Clive Palmer (the coal mining sellout to Al Gore in 2014) is taking WA to the high court to get the state to open borders, and Scott Morrison and the Federal Government officially supported him, which looks fairly comical now.

Mark McGowan Premier of WA says: “It does not make sense for the federal government to be supporting a border closure between NSW and Victoria but on the other hand challenging Western Australia’s border in the High Court of Australia.

Only a week ago Scott Morrison was saying Queenslanders are the “biggest losers” from border closures, and was accusing Qld and SA Premiers of “lacking perspective” over their decision to close borders with Victoria.

Scott Morrison, June 18th: …they [borders] should never have been closed in the first place.

He used the magical absence-of-evidence argument. Who noticed the dodge?

 “That was never the medical expert advice that was given to National Cabinet. States have gone their own way,” he said.

Hopefully Morrison will now recognise the value of borders and stop pretending there is any medical excuse not to enforce them. For months now he’s been saying we’re keeping the international borders closed due to medical advice but demanded state borders were open for the same reason.

How many international leaders will be watching this and learning?

Some US states could stop the coming trainwreck if they just copied Australia. How many people in regional USA could lead normal safe lives if the big cities were ring-fenced? Why is the US still allowing viruses to fly in and fly around when they don’t have to?

Australian state borders include at least two “twin” cities which straddle a border. In this case, while most of regional Victoria is fine and free, the twin cities of Albury Wodonga have suspect cases (NSW) and new cases (Vic). Seems like it would be wise to lock and test those two pronto.

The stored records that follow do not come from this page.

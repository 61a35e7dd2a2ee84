use std::time::Duration;

/// Why a single recipe ended without publishable output.
///
/// None of these stop the batch; the orchestrator turns each into a status
/// line in the job summary.
#[derive(Debug, thiserror::Error)]
pub enum RecipeError {
    #[error("converter timed out after {attempts} attempt(s)")]
    ConversionTimeout { attempts: u32 },
    #[error("converter exited with {code:?}")]
    ConversionFailed { code: Option<i32> },
    #[error("unable to fetch cached {file}")]
    CacheFetchTimeout { file: String },
    #[error("no output found for {slug}.{ext}")]
    NoOutputProduced { slug: String, ext: String },
    /// Non-fatal: defaults are used instead.
    #[error("unable to read metadata: {0:#}")]
    MetadataParse(anyhow::Error),
    /// Non-fatal: the artifact keeps the converter's cover.
    #[error("unable to generate cover: {0:#}")]
    CoverGeneration(anyhow::Error),
}

/// Failure of one external process invocation.
#[derive(Debug, thiserror::Error)]
pub enum RunError {
    #[error("{program} expired after {}s", timeout.as_secs())]
    Expired { program: String, timeout: Duration },
    #[error("spawn {program}")]
    Spawn {
        program: String,
        #[source]
        source: std::io::Error,
    },
    #[error("wait {program}")]
    Wait {
        program: String,
        #[source]
        source: std::io::Error,
    },
}
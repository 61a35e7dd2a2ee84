//! When a recipe is due for regeneration.
//!
//! Schedules are evaluated as pure functions of the recipe's last successful
//! run and the current instant, so callers supply the clock. Offsets are in
//! hours east of UTC (fractional offsets such as `5.5` are allowed) and are
//! applied before looking at the weekday, day of month, or hour.

use chrono::{
    DateTime, Datelike as _, FixedOffset, NaiveDate, Offset as _, TimeDelta, Timelike as _, Utc,
};
use serde::{Deserialize, Serialize};

#[derive(Debug, Clone, Default, PartialEq, Serialize, Deserialize)]
#[serde(tag = "kind", rename_all = "snake_case")]
pub enum Schedule {
    #[default]
    Always,
    Never,
    /// Enabled on the listed weekdays, 0 = Monday.
    Weekdays {
        days: Vec<u32>,
        #[serde(default)]
        offset_hours: f64,
    },
    DaysOfMonth {
        days: Vec<u32>,
        #[serde(default)]
        offset_hours: f64,
    },
    Hours {
        hours: Vec<u32>,
        #[serde(default)]
        offset_hours: f64,
    },
    /// Enabled once `days` have passed since the last run, minus `drift_minutes`.
    EveryDays {
        days: f64,
        #[serde(default)]
        drift_minutes: f64,
    },
    EveryHours {
        hours: f64,
        #[serde(default)]
        drift_minutes: f64,
    },
    LastDaysOfMonth {
        n: u32,
        #[serde(default)]
        offset_hours: f64,
    },
    FirstDaysOfMonth {
        n: u32,
        #[serde(default)]
        offset_hours: f64,
    },
    All {
        of: Vec<Schedule>,
    },
    Any {
        of: Vec<Schedule>,
    },
}

impl Schedule {
    pub fn is_enabled(&self, last_run: Option<DateTime<Utc>>, now: DateTime<Utc>) -> bool {
        match self {
            Self::Always => true,
            Self::Never => false,
            Self::Weekdays { days, offset_hours } => {
                let weekday = local_now(now, *offset_hours)
                    .weekday()
                    .num_days_from_monday();
                days.contains(&weekday)
            }
            Self::DaysOfMonth { days, offset_hours } => {
                days.contains(&local_now(now, *offset_hours).day())
            }
            Self::Hours {
                hours,
                offset_hours,
            } => hours.contains(&local_now(now, *offset_hours).hour()),
            Self::EveryDays {
                days,
                drift_minutes,
            } => elapsed_at_least(last_run, now, days * 86_400.0, *drift_minutes),
            Self::EveryHours {
                hours,
                drift_minutes,
            } => elapsed_at_least(last_run, now, hours * 3_600.0, *drift_minutes),
            Self::LastDaysOfMonth { n, offset_hours } => {
                let local = local_now(now, *offset_hours);
                let month_days = days_in_month(local.year(), local.month());
                local.day() + n > month_days
            }
            Self::FirstDaysOfMonth { n, offset_hours } => {
                local_now(now, *offset_hours).day() <= *n
            }
            Self::All { of } => of.iter().all(|s| s.is_enabled(last_run, now)),
            Self::Any { of } => of.iter().any(|s| s.is_enabled(last_run, now)),
        }
    }
}

fn local_now(now: DateTime<Utc>, offset_hours: f64) -> DateTime<FixedOffset> {
    let offset_secs = (offset_hours * 3_600.0).round() as i32;
    let offset = FixedOffset::east_opt(offset_secs).unwrap_or_else(|| {
        tracing::warn!(offset_hours, "schedule offset out of range; using UTC");
        Utc.fix()
    });
    now.with_timezone(&offset)
}

fn elapsed_at_least(
    last_run: Option<DateTime<Utc>>,
    now: DateTime<Utc>,
    interval_secs: f64,
    drift_minutes: f64,
) -> bool {
    let Some(last_run) = last_run else {
        return true;
    };
    let required_ms = ((interval_secs - drift_minutes * 60.0) * 1_000.0) as i64;
    now - last_run >= TimeDelta::milliseconds(required_ms)
}

fn days_in_month(year: i32, month: u32) -> u32 {
    let (next_year, next_month) = if month == 12 {
        (year + 1, 1)
    } else {
        (year, month + 1)
    };
    NaiveDate::from_ymd_opt(next_year, next_month, 1)
        .and_then(|first| first.pred_opt())
        .map(|last| last.day())
        .unwrap_or(28)
}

Greg Sheridan on the Victorian Government’s Four Big Mistakes:

 The Victorian government made four stupid mistakes, even as it imposed the toughest lockdown regime in Australia.

First, it didn’t supervise the quarantine hotels properly. It chose to use untrained security guards without even the most elementary common sense of having them supervised by police officers, soldiers or prison guards.

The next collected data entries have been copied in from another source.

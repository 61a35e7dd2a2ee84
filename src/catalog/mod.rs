//! The published catalog: HTML listing, OPDS feeds and the JSON index.

pub mod html;
pub mod opds;

use std::cmp::Ordering;
use std::collections::BTreeSet;
use std::path::Path;

use anyhow::Context as _;
use chrono::{DateTime, Utc};

use crate::cache::INDEX_FILENAME;
use crate::formats::{Generated, PublishedIndex};
use crate::job_log::write_json_atomic;
use crate::naming::slugify;
use crate::recipe::RecipeBook;

/// Listed categories by position, unlisted ones after them; ties by name.
pub fn compare_categories(order: &[String], a: &str, b: &str) -> Ordering {
    let rank = |category: &str| {
        order
            .iter()
            .position(|listed| listed == category)
            .unwrap_or(usize::MAX)
    };
    rank(a).cmp(&rank(b)).then_with(|| a.cmp(b))
}

#[derive(Debug, Clone, PartialEq)]
pub struct ListedFile {
    pub name: String,
    pub ext: String,
    /// `None` when the file could not be stat'ed.
    pub size: Option<u64>,
}

/// A recipe that produced output this run.
#[derive(Debug, Clone, PartialEq)]
pub struct ListingEntry {
    pub slug: String,
    pub name: String,
    pub title: String,
    pub tags: Vec<String>,
    pub published: DateTime<Utc>,
    pub description: String,
    pub files: Vec<ListedFile>,
}

impl ListingEntry {
    pub fn display_title(&self) -> &str {
        if self.title.is_empty() {
            &self.name
        } else {
            &self.title
        }
    }
}

/// A configured recipe without output this run.
#[derive(Debug, Clone, PartialEq)]
pub struct UnavailableEntry {
    pub slug: String,
    pub name: String,
    pub tags: Vec<String>,
}

#[derive(Debug, Clone, PartialEq)]
pub struct CategoryListing {
    pub category: String,
    pub slug: String,
    /// Newest first.
    pub entries: Vec<ListingEntry>,
    pub unavailable: Vec<UnavailableEntry>,
}

/// Groups this run's outputs by category for display.
///
/// File sizes are read from `publish_dir`, so outputs must already carry
/// their canonical names on disk.
pub fn build_listing(generated: &Generated, book: &RecipeBook, publish_dir: &Path) -> Vec<CategoryListing> {
    let mut categories: Vec<&str> = generated
        .keys()
        .map(String::as_str)
        .chain(book.recipes.iter().map(|r| r.category.as_str()))
        .collect::<BTreeSet<_>>()
        .into_iter()
        .collect();
    categories.sort_by(|a, b| compare_categories(&book.categories_sort, a, b));

    categories
        .into_iter()
        .map(|category| {
            let mut entries: Vec<ListingEntry> = generated
                .get(category)
                .into_iter()
                .flatten()
                .filter_map(|recipe| {
                    let first = recipe.outputs.first()?;
                    let tags = book
                        .recipes
                        .iter()
                        .find(|r| r.slug == recipe.slug)
                        .map(|r| r.tags.clone())
                        .unwrap_or_default();
                    let files = recipe
                        .outputs
                        .iter()
                        .map(|output| ListedFile {
                            name: output.rename_to.clone(),
                            ext: output.extension().to_owned(),
                            size: file_size(&publish_dir.join(&output.rename_to)),
                        })
                        .collect();
                    Some(ListingEntry {
                        slug: recipe.slug.clone(),
                        name: recipe.name.clone(),
                        title: first.title.clone(),
                        tags,
                        published: recipe.latest_published().unwrap_or(first.published),
                        description: first.description.clone(),
                        files,
                    })
                })
                .collect();
            entries.sort_by(|a, b| b.published.cmp(&a.published));

            let unavailable = book
                .recipes
                .iter()
                .filter(|r| r.category == category)
                .filter(|r| !entries.iter().any(|e| e.slug == r.slug))
                .map(|r| UnavailableEntry {
                    slug: r.slug.clone(),
                    name: r.name.clone(),
                    tags: r.tags.clone(),
                })
                .collect();

            CategoryListing {
                category: category.to_owned(),
                slug: slugify(category),
                entries,
                unavailable,
            }
        })
        .collect()
}

fn file_size(path: &Path) -> Option<u64> {
    match std::fs::metadata(path) {
        Ok(meta) => Some(meta.len()),
        Err(err) => {
            tracing::warn!(path = %path.display(), ?err, "unable to stat output");
            None
        }
    }
}

#[derive(Debug, Clone, PartialEq)]
pub struct Feed {
    pub file_name: String,
    pub xml: String,
}

/// Everything the catalog publishes besides the page itself.
#[derive(Debug, Clone, PartialEq)]
pub struct Catalog {
    pub listing_html: String,
    pub feeds: Vec<Feed>,
    pub index: PublishedIndex,
}

impl Catalog {
    pub fn build(
        listing: &[CategoryListing],
        mut index: PublishedIndex,
        publish_site: &str,
        now: DateTime<Utc>,
    ) -> Self {
        index.generated = Some(now.timestamp());
        Self {
            listing_html: html::render_listing(listing),
            feeds: opds::render_feeds(listing, publish_site, now),
            index,
        }
    }

    pub fn write(&self, publish_dir: &Path) -> anyhow::Result<()> {
        write_json_atomic(&publish_dir.join(INDEX_FILENAME), &self.index)
            .context("write published index")?;
        for feed in &self.feeds {
            let path = publish_dir.join(&feed.file_name);
            std::fs::write(&path, &feed.xml)
                .with_context(|| format!("write feed: {}", path.display()))?;
        }
        tracing::info!(
            dir = %publish_dir.display(),
            feeds = self.feeds.len(),
            recipes = self.index.recipes.len(),
            "wrote catalog"
        );
        Ok(())
    }
}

Second, it made no serious effort to stop the Black Lives Matter mass demonstrations, unlike other governments.

Third, Victoria was not as energetic in contact tracing as other jurisdictions.

And fourth, a state government that prides itself on its multicultural credentials was not effective in communicating the social-distancing message to several ethnic and religious minorities whose generally perfectly innocent cultural practices were prone to spreading the virus.

As I said, the BLM rallies may or may not have spread the virus, but they blew away the community compliance with isolation and restrictions. At least the other states in Australia tried to stop the rallies. In Victoria, Andrews just fined the leaders, but everyone else knew it was fine. How much did the BLM rallies matter? We don’t know.


Shelves being cleared out in some Melbourne stores. Can’t hurt to stock up wherever you are. 

For the record, two weeks ago I started restocking supplies even though there is no community spread here in WA. It’s better to keep the back ups, just in case. If bad news comes, we won’t contribute to the rush. If it doesn’t, I’m buying things we’ll use anyhow.